Aberrant methylation of Ras association domain family 1A promoter CpG island in pancreatic cancer cell line BxPC3 and tissues
10.3760/cma.j.issn.1674-1935.2010.02.008
- VernacularTitle:胰腺癌细胞系BxPC3及胰腺癌组织Ras相关区域家族1A启动子CpG岛的甲基化状态
- Author:
Quan PENG
;
Huihua CAI
;
Wentao GAO
;
Zhuyin QIAN
;
Yi MIAO
- Publication Type:Journal Article
- Keywords:
Pancreatic neoplasms;
Methylation;
CpG island
- From:
Chinese Journal of Pancreatology
2010;10(2):96-98
- CountryChina
- Language:Chinese
-
Abstract:
Objective To determine the methylation status and expression of Ras association domain family 1A (RASSF1A), and the possible effect between promoter aberrant methylation and pathogenesis of pancreatic cancer.
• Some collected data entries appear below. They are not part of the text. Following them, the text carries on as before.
// Sprite sheets: per-pose frame sequences

use super::{AssetError, AssetLoader};
use crate::game::animation::{ATTACK_LAST_FRAME, LOCOMOTION_FRAME_COUNT};
use crate::game::pose::{Direction, Pose};
use image::RgbaImage;
use std::collections::HashMap;
use std::path::Path;

/// Frame images grouped by pose. Built once when an entity is created.
#[derive(Debug, Clone)]
pub struct SpriteSheet<T> {
    name: String,
    frames: HashMap<Pose, Vec<T>>,
}

impl<T> SpriteSheet<T> {
    /// Create an empty sheet
    pub fn new(name: impl Into<String>) -> Self {
        Self {
            name: name.into(),
            frames: HashMap::new(),
        }
    }

    /// Set the frame sequence for a pose
    pub fn insert(&mut self, pose: Pose, frames: Vec<T>) {
        self.frames.insert(pose, frames);
    }

    pub fn name(&self) -> &str {
        &self.name
    }

    /// Frame `index` of `pose`
    pub fn frame(&self, pose: Pose, index: usize) -> Option<&T> {
        self.frames.get(&pose).and_then(|frames| frames.get(index))
    }

    /// Number of frames for `pose` (0 if the pose is absent)
    pub fn frame_count(&self, pose: Pose) -> usize {
        self.frames.get(&pose).map_or(0, Vec::len)
    }

    /// Total frames across all poses
    pub fn total_frames(&self) -> usize {
        self.frames.values().map(Vec::len).sum()
    }

    /// Check that every pose in `poses` has enough frames for its animation regime
    pub fn validate(&self, poses: &[Pose]) -> Result<(), AssetError> {
        for &pose in poses {
            let required = if pose.is_attack() {
                ATTACK_LAST_FRAME + 1
            } else {
                LOCOMOTION_FRAME_COUNT
            };
            let available = self.frame_count(pose);
            if available < required {
                return Err(AssetError::IncompleteSheet {
                    name: self.name.clone(),
                    reason: format!(
                        "pose {} has {} frames, needs {}",
                        pose.label(),
                        available,
                        required
                    ),
                });
            }
        }
        Ok(())
    }

    /// Convert every frame, e.g. from decoded images to GPU texture handles
    pub fn map_frames<U, E>(
        self,
        mut convert: impl FnMut(&T) -> Result<U, E>,
    ) -> Result<SpriteSheet<U>, E> {
        let mut mapped = SpriteSheet::new(self.name);
        for (pose, frames) in self.frames {
            let frames = frames.iter().map(&mut convert).collect::<Result<Vec<_>, E>>()?;
            mapped.frames.insert(pose, frames);
        }
        Ok(mapped)
    }
}

impl SpriteSheet<RgbaImage> {
    /// Slice a single image into a grid of `cell_width` x `cell_height` cells.
    ///
    /// Column is the frame index and row the pose code, so the image needs at least
    /// one row per [`Direction`]. Extra rows are ignored.
    pub fn from_grid(
        name: impl Into<String>,
        image: &RgbaImage,
        cell_width: u32,
        cell_height: u32,
    ) -> Result<Self, AssetError> {
        let name = name.into();
        if cell_width == 0 || cell_height == 0 {
            return Err(AssetError::IncompleteSheet {
                name,
                reason: "cell size must be non-zero".to_string(),
            });
        }

        let columns = image.width() / cell_width;
        let rows = image.height() / cell_height;
        if (rows as usize) < Direction::ALL.len() || columns == 0 {
            return Err(AssetError::IncompleteSheet {
                name,
                reason: format!(
                    "{}x{} grid of {}x{} cells, needs at least {} rows",
                    columns,
                    rows,
                    cell_width,
                    cell_height,
                    Direction::ALL.len()
                ),
            });
        }

        let mut sheet = Self::new(name);
        for direction in Direction::ALL {
            let y = direction.code() * cell_height;
            let frames = (0..columns)
                .map(|column| {
                    image::imageops::crop_imm(image, column * cell_width, y, cell_width, cell_height)
                        .to_image()
                })
                .collect();
            sheet.insert(Pose::Locomotion(direction), frames);
        }

        Ok(sheet)
    }

    /// Load a grid sheet from an image file
    pub fn load_grid<P: AsRef<Path>>(
        loader: &AssetLoader,
        path: P,
        cell_width: u32,
        cell_height: u32,
    ) -> Result<Self, AssetError> {
        let path = path.as_ref();
        let image = loader.load_image(path)?;
        Self::from_grid(path.to_string_lossy(), &image, cell_width, cell_height)
    }

    /// Load one directory per pose under `base`, e.g. `player/down_attack/*.png`.
    /// Every pose directory must exist and hold at least one image.
    pub fn load_directories<P: AsRef<Path>>(
        loader: &AssetLoader,
        base: P,
    ) -> Result<Self, AssetError> {
        let base = base.as_ref();
        let mut sheet = Self::new(base.to_string_lossy());

        for pose in Pose::ALL {
            let dir = base.join(pose.label());
            let frames = loader.load_frames(&dir)?;
            if frames.is_empty() {
                return Err(AssetError::EmptyPose(
                    loader.resolve(&dir).to_string_lossy().to_string(),
                ));
            }
            sheet.insert(pose, frames);
        }

        Ok(sheet)
    }
}

#[cfg(test)]
mod tests {
    use super::*;
    use image::Rgba;

    /// Grid where each cell's top-left pixel encodes (column, row)
    fn grid_image(columns: u32, rows: u32, cell: u32) -> RgbaImage {
        RgbaImage::from_fn(columns * cell, rows * cell, |x, y| {
            Rgba([(x / cell) as u8, (y / cell) as u8, 0, 255])
        })
    }

    fn write_pose_dirs(base: &Path, frames_per_pose: usize) {
        for pose in Pose::ALL {
            let dir = base.join(pose.label());
            std::fs::create_dir_all(&dir).unwrap();
            for i in 0..frames_per_pose {
                RgbaImage::from_pixel(4, 4, Rgba([i as u8, 0, 0, 255]))
                    .save(dir.join(format!("{:02}.png", i)))
                    .unwrap();
            }
        }
    }

    #[test]
    fn test_grid_rows_are_poses() {
        let sheet = SpriteSheet::from_grid("rus", &grid_image(6, 5, 32), 32, 32).unwrap();

        for direction in Direction::ALL {
            let pose = Pose::Locomotion(direction);
            assert_eq!(sheet.frame_count(pose), 6);
            let cell = sheet.frame(pose, 3).unwrap();
            assert_eq!(cell.dimensions(), (32, 32));
            assert_eq!(cell.get_pixel(0, 0)[0], 3);
            assert_eq!(cell.get_pixel(0, 0)[1], direction.code() as u8);
        }
        assert_eq!(sheet.frame_count(Pose::Attack(Direction::Down)), 0);
        assert_eq!(sheet.total_frames(), 30);
    }

    #[test]
    fn test_grid_ignores_partial_cells_and_extra_rows() {
        let mut image = grid_image(7, 6, 32);
        image = image::imageops::crop_imm(&image, 0, 0, 7 * 32 - 5, 6 * 32).to_image();
        let sheet = SpriteSheet::from_grid("rus", &image, 32, 32).unwrap();
        assert_eq!(sheet.frame_count(Pose::Locomotion(Direction::Up)), 6);
    }

    #[test]
    fn test_grid_too_few_rows() {
        let result = SpriteSheet::from_grid("rus", &grid_image(6, 4, 32), 32, 32);
        assert!(matches!(result, Err(AssetError::IncompleteSheet { .. })));
    }

    #[test]
    fn test_validate_frame_counts() {
        let mut sheet = SpriteSheet::new("test");
        sheet.insert(Pose::Locomotion(Direction::Down), vec![0; 6]);
        sheet.insert(Pose::Attack(Direction::Down), vec![0; 3]);
        assert!(sheet
            .validate(&[Pose::Locomotion(Direction::Down), Pose::Attack(Direction::Down)])
            .is_ok());

        sheet.insert(Pose::Attack(Direction::Down), vec![0; 2]);
        assert!(sheet.validate(&[Pose::Attack(Direction::Down)]).is_err());
        assert!(sheet.validate(&[Pose::Locomotion(Direction::Up)]).is_err());
    }

    #[test]
    fn test_map_frames() {
        let mut sheet = SpriteSheet::new("test");
        sheet.insert(Pose::Locomotion(Direction::Up), vec![1, 2, 3]);

        let mapped: SpriteSheet<String> =
            sheet.map_frames(|n| Ok::<_, AssetError>(format!("tex{}", n))).unwrap();
        assert_eq!(mapped.name(), "test");
        assert_eq!(
            mapped.frame(Pose::Locomotion(Direction::Up), 2).map(String::as_str),
            Some("tex3")
        );

        let failed = mapped.map_frames(|_| Err::<u8, _>("gpu lost"));
        assert_eq!(failed.err(), Some("gpu lost"));
    }

    #[test]
    fn test_load_directories() {
        let dir = tempfile::tempdir().unwrap();
        write_pose_dirs(&dir.path().join("player"), 6);

        let loader = AssetLoader::new(dir.path());
        let sheet = SpriteSheet::load_directories(&loader, "player").unwrap();
        assert_eq!(sheet.total_frames(), 60);
        assert!(sheet.validate(&Pose::ALL).is_ok());

        let second = sheet.frame(Pose::Attack(Direction::UpHorizontal), 1).unwrap();
        assert_eq!(second.get_pixel(0, 0)[0], 1);
    }

    #[test]
    fn test_load_directories_missing_pose() {
        let dir = tempfile::tempdir().unwrap();
        let base = dir.path().join("enemy");
        write_pose_dirs(&base, 3);
        std::fs::remove_dir_all(base.join("up_horizontal_attack")).unwrap();

        let loader = AssetLoader::new(dir.path());
        let result = SpriteSheet::load_directories(&loader, "enemy");
        assert!(matches!(result, Err(AssetError::NotFound(_))));
    }

    #[test]
    fn test_load_directories_empty_pose() {
        let dir = tempfile::tempdir().unwrap();
        let base = dir.path().join("enemy");
        write_pose_dirs(&base, 1);
        std::fs::remove_file(base.join("down").join("00.png")).unwrap();

        let loader = AssetLoader::new(dir.path());
        let result = SpriteSheet::load_directories(&loader, "enemy");
        assert!(matches!(result, Err(AssetError::EmptyPose(_))));
    }
}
Methods The methylation status of RASSF1A promoter CpG island (CGI) pancreatic cancer cell line BxPC3 was detected in 5 cases of normal pancreatic tissue and 13 pairs of pancreatic cancer tissues (tumor and peri-tumor) by using COBRA (combined bisulfite restriction analysis) and the methylation rate was calculated. The RASSF1A mRNA expression of BxPC3 was compared between pre- and post-treatment of the inhibitor of DNA methyltransferase (5-Aza-2-deoxycitydine, 5-Aza-dC). Results The average methylation rate of RASSF1A promoter CGI was 62.90% in BXPC3, 9.14% in normal pancreas, 53.79% in peri-tumors (TP), and 55.82% in tumors. The methylation rates in port-tumors and tumors were significantly increased when compared with that of normal pancreas (P < 0.01), while there was no significant difference between in peri-tumors and tumors (P > 0.05). After 5-Aza-dC treatting BxPC3 cells, the methylation rates decreased to 42.5% (P < 0. 05) and RASSF1A mRNA expression was enhanced. Conclusions Aberrant hypermethylation of RASSF1A promoter CGI could be considered as an early event in the process of pancreatic cancer and participates in the pathogenesis of pancreatic cancer.